All right.  Granted that you are that sort of person with such joie de vivre, then you must be the sort who you can sincerely say, "Age is just a number".  You can expel this pronouncement without feeling like you are making such a terrible excuse for attempting to move like Jagger. But can you really say deep in your heart that youth is indeed just a state of mind?


After looking at the mirror and counting your laugh lines or even grabbing the measuring tape to account for your ever-ballooning girth, can you really say that attitude can conquer the onslaught of Mother Nature?  


Better yet, past the age of fifty --- can you even dare do fifty percent of the acrobatic steps shamelessly exhibited by the young in performing their numbers for Showtime?  I guess you can --- if your name is Madonna.


Or is it possible that according to the laws of human decency, there is a cut-off age in which:
(a) one can wear skin tight jeans and look really sexy rather ridiculous like a walking version of a Magnolia Drumstick 
(b) women can wear bikinis and men can don skimpy Speedos on the beach and still elicit oooohs and aaahs ... and not Oh my Gods! or even Yuuuuchs! and 
(c) adults can actually party without looking like drugged-out chaperons desperately trying to keep up with the beat and dancing to the tune of Nikki Minaj?


Then you remember your own wild days, then look at the kids now and say, "You should have seen the things we used to do when we were your age." But you don't say that. Not to your kids. Not when you have become a parent.  Not when you try to tell them to quit smoking ... because when you were their age you were rolling joints before your Theology classes.


Remember that in our younger and more vicious days, we would easily pick out middle age to senior citizens to laugh at the way they dress and the behavior they exhibited impersonating the youth.  We would throw scathing side remarks, condemning these pathetic creatures in their desperate attempt to cling onto years lost or actually delude themselves into thinking that they can still look good wearing the clothes that their grandchildren have in their closets.


Well, guess what?  Even before we can master the skill of mental multiplication sans the aid of a calculator, we find ourselves in exactly that same predicament but now as the objects of mockery.  When you see people your age salivate at the sight of women like Marian Rivera, Sam Pinto and Anne Curtis ... it is no longer the macho in them at work. You call them perverts.  


We do not know how fast the years sped by ... or at what speed the planet revolved around the sun, but what we know is that our birthday cakes are getting far too crowded by candles.  Worse, we could no longer extinguish all those lighted darlings in one puff.


In our younger days, we used to find such great excitement each time our natal day is just around the corner.

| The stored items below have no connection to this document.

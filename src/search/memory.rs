//! In-memory search backend (for the demo server and testing)

use crate::search::backend::{RowData, SearchBackend};
use crate::search::error::SearchResult;
use crate::search::registry::{MatchMode, ModelDescriptor};
use async_trait::async_trait;
use chrono::{DateTime, Utc};
use dashmap::DashMap;
use std::collections::HashMap;
use std::sync::Arc;

/// One stored row: search-column values plus the recency key used for
/// result ordering
#[derive(Debug, Clone)]
pub struct StoredRow {
    pub id: u64,
    pub created_at: DateTime<Utc>,
    pub fields: HashMap<String, String>,
}

impl StoredRow {
    pub fn new(id: u64, created_at: DateTime<Utc>) -> Self {
        Self {
            id,
            created_at,
            fields: HashMap::new(),
        }
    }

    pub fn with_field(mut self, name: &str, value: &str) -> Self {
        self.fields.insert(name.to_string(), value.to_string());
        self
    }
}

/// In-memory table store keyed by content type id
#[derive(Clone, Default)]
pub struct MemoryBackend {
    tables: Arc<DashMap<u32, Vec<StoredRow>>>,
}

impl MemoryBackend {
    pub fn new() -> Self {
        Self::default()
    }

    pub fn insert_row(&self, content_type_id: u32, row: StoredRow) {
        self.tables.entry(content_type_id).or_default().push(row);
    }

    pub fn insert_rows(&self, content_type_id: u32, rows: Vec<StoredRow>) {
        self.tables
            .entry(content_type_id)
            .or_default()
            .extend(rows);
    }

    pub fn row_count(&self, content_type_id: u32) -> usize {
        self.tables
            .get(&content_type_id)
            .map(|rows| rows.len())
            .unwrap_or(0)
    }
}

fn row_matches(row: &StoredRow, fields: &[String], pattern: &str, mode: MatchMode) -> bool {
    let field_contains = |needle: &str| {
        fields.iter().any(|field| {
            row.fields
                .get(field)
                .is_some_and(|value| value.to_lowercase().contains(needle))
        })
    };

    match mode {
        MatchMode::Substring => field_contains(pattern),
        MatchMode::AnyToken => {
            pattern.split_whitespace().next().is_some()
                && pattern.split_whitespace().all(field_contains)
        }
    }
}

#[async_trait]
impl SearchBackend for MemoryBackend {
    async fn find_matching(
        &self,
        descriptor: &ModelDescriptor,
        pattern: &str,
        limit: usize,
    ) -> SearchResult<Vec<RowData>> {
        let Some(table) = self.tables.get(&descriptor.content_type_id) else {
            return Ok(Vec::new());
        };

        let needle = pattern.to_lowercase();
        let mut matched: Vec<&StoredRow> = table
            .iter()
            .filter(|row| {
                row_matches(row, &descriptor.search_fields, &needle, descriptor.match_mode)
            })
            .collect();

        // Recency order, ties by id ascending, for deterministic output
        matched.sort_by(|a, b| b.created_at.cmp(&a.created_at).then(a.id.cmp(&b.id)));

        Ok(matched
            .into_iter()
            .take(limit)
            .map(|row| RowData {
                id: row.id,
                fields: row.fields.clone(),
            })
            .collect())
    }
}

#[cfg(test)]
mod tests {
    use super::*;
    use chrono::TimeZone;

    fn ts(minute: u32) -> DateTime<Utc> {
        Utc.with_ymd_and_hms(2025, 6, 1, 12, minute, 0).unwrap()
    }

    fn product_descriptor() -> ModelDescriptor {
        ModelDescriptor::new(11, "products", "product")
            .with_search_fields(&["name", "sku", "description"])
    }

    fn seeded_backend() -> MemoryBackend {
        let backend = MemoryBackend::new();
        backend.insert_rows(
            11,
            vec![
                StoredRow::new(1, ts(0))
                    .with_field("name", "Trail Running Shoe")
                    .with_field("sku", "SHOE-001")
                    .with_field("description", "Lightweight trail shoe"),
                StoredRow::new(2, ts(5))
                    .with_field("name", "Leather Boot")
                    .with_field("sku", "BOOT-001")
                    .with_field("description", "Classic leather boot"),
                StoredRow::new(3, ts(3))
                    .with_field("name", "Canvas Shoe")
                    .with_field("sku", "SHOE-002")
                    .with_field("description", ""),
            ],
        );
        backend
    }

    #[tokio::test]
    async fn test_substring_match_is_case_insensitive() {
        let backend = seeded_backend();
        let rows = backend
            .find_matching(&product_descriptor(), "shoe", 10)
            .await
            .unwrap();

        // "Leather Boot" has no "shoe" in any search column
        assert_eq!(rows.len(), 2);
    }

    #[tokio::test]
    async fn test_match_any_search_column() {
        let backend = seeded_backend();
        // Only the sku column carries "boot-001"
        let rows = backend
            .find_matching(&product_descriptor(), "boot-001", 10)
            .await
            .unwrap();

        assert_eq!(rows.len(), 1);
        assert_eq!(rows[0].id, 2);
    }

    #[tokio::test]
    async fn test_recency_order_with_id_tiebreak() {
        let backend = MemoryBackend::new();
        backend.insert_rows(
            11,
            vec![
                StoredRow::new(9, ts(1)).with_field("name", "shoe a"),
                StoredRow::new(4, ts(1)).with_field("name", "shoe b"),
                StoredRow::new(7, ts(2)).with_field("name", "shoe c"),
            ],
        );

        let rows = backend
            .find_matching(&product_descriptor(), "shoe", 10)
            .await
            .unwrap();

        let ids: Vec<u64> = rows.iter().map(|r| r.id).collect();
        assert_eq!(ids, vec![7, 4, 9]);
    }

    #[tokio::test]
    async fn test_limit_applied_after_ordering() {
        let backend = seeded_backend();
        let rows = backend
            .find_matching(&product_descriptor(), "shoe", 1)
            .await
            .unwrap();

        assert_eq!(rows.len(), 1);
        // Newest matching row wins the single slot
        assert_eq!(rows[0].id, 3);
    }

    #[tokio::test]
    async fn test_any_token_mode_requires_every_token() {
        let backend = seeded_backend();
        let descriptor = product_descriptor().with_match_mode(MatchMode::AnyToken);

        let rows = backend
            .find_matching(&descriptor, "trail shoe", 10)
            .await
            .unwrap();
        assert_eq!(rows.len(), 1);
        assert_eq!(rows[0].id, 1);

        let rows = backend
            .find_matching(&descriptor, "trail boot", 10)
            .await
            .unwrap();
        assert!(rows.is_empty());
    }

    #[tokio::test]
    async fn test_unknown_entity_yields_no_rows() {
        let backend = MemoryBackend::new();
        let rows = backend
            .find_matching(&product_descriptor(), "shoe", 10)
            .await
            .unwrap();
        assert!(rows.is_empty());
    }
}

But now that happiness has been replaced by dread. Plain and simple unadulterated dread.  Suddenly age has been diminished to the anticipation of discounts accrued by possessing a senior citizen card. (Just imagine all the free movies we can catch ... or how much discounts we can get from Mercury Drugstore each time there is a necessity to buy our 40mg of Nexium.)


Yes, aging can be a bitch. No, it is a bitch. 


By the time you hit your thirties, you realize that you can no longer do 25% of the things you so easily do in your twenties.  By the time you hit your forties, you realize you cannot do half the things you can still do in your thirties. So imagine how it is when you hit your fifties ... your sixties ... and your seventies?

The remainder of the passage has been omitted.